No list of great guitar riffs would be taken seriously if it didn’t include one of the greatest rock and roll songs (for some, THE greatest) with one of the most recognizable opening guitar riffs. It is this song which makes the next on the latest “Song of the Day” series focusing on great guitar riffs.

Chuck Berry’s “Johnny B. Goode” was released in 1958 by Chess Records and it quickly rose up the charts. This was the early days of rock and roll. As musicians and bands began to combine the rhythm of blues to the tempo of gospel music, more and more people began to discover what will become rock and roll. It helped that starts such as Elvis Presley would push this so-called “rebellious music” right up the mainstream public whether the moral authority accepted it or not.

One artist who would pave the way for this growing musical trend was Chuck Berry and he would never get a hit as influential and as popular as “Johnny B. Goode”. This song and it’s riff would become his signature song right up to his death and would influence countless others artists right up to this day.

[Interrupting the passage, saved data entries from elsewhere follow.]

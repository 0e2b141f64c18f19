//! Manifest parsing: turns a raw JSON payload into an [`Update`] plus its
//! ordered asset list.

use std::collections::HashSet;

use serde::Deserialize;
use serde_json::{Map, Value};
use time::{format_description::well_known::Rfc3339, OffsetDateTime};
use url::Url;

use crate::model::{Asset, HashType, Update, UpdateStatus};

#[derive(Debug, thiserror::Error)]
pub enum ManifestError {
    #[error("manifest is not valid JSON: {0}")]
    Json(#[from] serde_json::Error),
    #[error("manifest field '{0}' is missing or empty")]
    MissingField(&'static str),
    #[error("manifest commitTime '{0}' is not an RFC 3339 timestamp")]
    InvalidCommitTime(String),
    #[error("asset '{key}' declares unsupported hash type '{hash_type}'")]
    UnsupportedHashType { key: String, hash_type: String },
    #[error("asset '{key}' has a malformed {hash_type} digest '{digest}'")]
    MalformedDigest {
        key: String,
        hash_type: &'static str,
        digest: String,
    },
    #[error("asset '{key}' has an invalid url: {reason}")]
    InvalidUrl { key: String, reason: String },
    #[error("asset '{0}' is listed more than once")]
    DuplicateAsset(String),
    #[error("manifest must declare exactly one launch asset, found {0}")]
    LaunchAssetCount(usize),
}

#[derive(Deserialize)]
#[serde(rename_all = "camelCase")]
struct RawManifest {
    #[serde(default)]
    id: String,
    commit_time: Option<RawCommitTime>,
    #[serde(default)]
    binary_compatibility: String,
    #[serde(default)]
    metadata: Option<Map<String, Value>>,
    #[serde(default)]
    assets: Vec<RawAsset>,
}

#[derive(Deserialize)]
#[serde(untagged)]
enum RawCommitTime {
    Millis(i64),
    Text(String),
}

#[derive(Deserialize)]
#[serde(rename_all = "camelCase")]
struct RawAsset {
    #[serde(default)]
    key: String,
    url: Option<String>,
    #[serde(default = "default_hash_type")]
    hash_type: String,
    #[serde(default)]
    content_hash: String,
    #[serde(default)]
    is_launch_asset: bool,
    embedded_path: Option<String>,
}

fn default_hash_type() -> String {
    HashType::Sha1.as_str().to_string()
}

/// A parsed manifest: the update it describes and its assets in declared order.
#[derive(Clone, Debug, PartialEq)]
pub struct Manifest {
    pub update: Update,
    pub assets: Vec<Asset>,
}

impl Manifest {
    /// Parse a manifest payload. The returned update is always `pending`;
    /// loaders decide the status it is promoted to.
    pub fn parse(raw: &str) -> Result<Self, ManifestError> {
        let parsed: RawManifest = serde_json::from_str(raw)?;
        if parsed.id.trim().is_empty() {
            return Err(ManifestError::MissingField("id"));
        }
        let commit_time = match parsed.commit_time {
            Some(RawCommitTime::Millis(value)) => value,
            Some(RawCommitTime::Text(text)) => parse_commit_time(&text)?,
            None => return Err(ManifestError::MissingField("commitTime")),
        };
        if parsed.binary_compatibility.trim().is_empty() {
            return Err(ManifestError::MissingField("binaryCompatibility"));
        }

        let mut seen = HashSet::new();
        let mut assets = Vec::with_capacity(parsed.assets.len());
        for raw_asset in parsed.assets {
            let asset = parse_asset(raw_asset)?;
            if !seen.insert((asset.key.clone(), asset.hash_type)) {
                return Err(ManifestError::DuplicateAsset(asset.key));
            }
            assets.push(asset);
        }

        let launch_assets = assets.iter().filter(|asset| asset.is_launch_asset).count();
        if launch_assets != 1 {
            return Err(ManifestError::LaunchAssetCount(launch_assets));
        }

        Ok(Self {
            update: Update {
                id: parsed.id,
                commit_time,
                binary_compatibility: parsed.binary_compatibility,
                metadata: parsed.metadata.unwrap_or_default(),
                status: UpdateStatus::Pending,
                raw_manifest: raw.to_string(),
            },
            assets,
        })
    }

    #[must_use]
    pub fn launch_asset(&self) -> Option<&Asset> {
        self.assets.iter().find(|asset| asset.is_launch_asset)
    }
}

fn parse_commit_time(text: &str) -> Result<i64, ManifestError> {
    let parsed = OffsetDateTime::parse(text, &Rfc3339)
        .map_err(|_| ManifestError::InvalidCommitTime(text.to_string()))?;
    let millis = parsed.unix_timestamp_nanos() / 1_000_000;
    i64::try_from(millis).map_err(|_| ManifestError::InvalidCommitTime(text.to_string()))
}

fn parse_asset(raw: RawAsset) -> Result<Asset, ManifestError> {
    if raw.key.trim().is_empty() {
        return Err(ManifestError::MissingField("assets[].key"));
    }
    let hash_type = HashType::try_from(raw.hash_type.as_str()).map_err(|_| {
        ManifestError::UnsupportedHashType {
            key: raw.key.clone(),
            hash_type: raw.hash_type.clone(),
        }
    })?;
    let digest = raw.content_hash.trim().to_ascii_lowercase();
    if digest.len() != hash_type.hex_len() || !digest.chars().all(|c| c.is_ascii_hexdigit()) {
        return Err(ManifestError::MalformedDigest {
            key: raw.key,
            hash_type: hash_type.as_str(),
            digest: raw.content_hash,
        });
    }
    let url = match raw.url.as_deref().map(str::trim) {
        Some("") | None => None,
        Some(text) => Some(Url::parse(text).map_err(|err| ManifestError::InvalidUrl {
            key: raw.key.clone(),
            reason: err.to_string(),
        })?),
    };

    let mut asset = Asset::new(raw.key, hash_type, digest);
    asset.url = url;
    asset.is_launch_asset = raw.is_launch_asset;
    asset.embedded_path = raw.embedded_path.filter(|path| !path.trim().is_empty());
    Ok(asset)
}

The song itself would become part of another iconic pop culture event when it became a major plot device for Robert Zemeckis’ first Back to the Future. So many different musicians and bands from all corners of the musical landscape that one would be hard-pressed to find someone who didn’t know the song “Johnny B. Goode” in one for or another.

Johnny B. Goode

Deep down Louisiana close to New Orleans,
Way back up in the woods among the evergreens
There stood a log cabin made of earth and wood,
Where lived a country boy named of Johnny B. Goode
Who never ever learned to read or write so well,
But he could play the guitar like ringing a bell.

Go Go
Go Johnny Go
Go Go
Johnny B. Goode

He use to carry his guitar in a gunny sack
Or sit beneath the trees by the railroad track.
Oh, the engineers used to see him sitting in the shade,
Strumming with the rhythm that the drivers made.
The People passing by, they would stop and say
Oh my that little country boy could play


His mother told him someday you will be a man,
And you would be the leader of a big old band.
Many people coming from miles around
To hear you play your music when the sun go down
Maybe someday your name will be in lights
Saying Johnny B. Goode tonight.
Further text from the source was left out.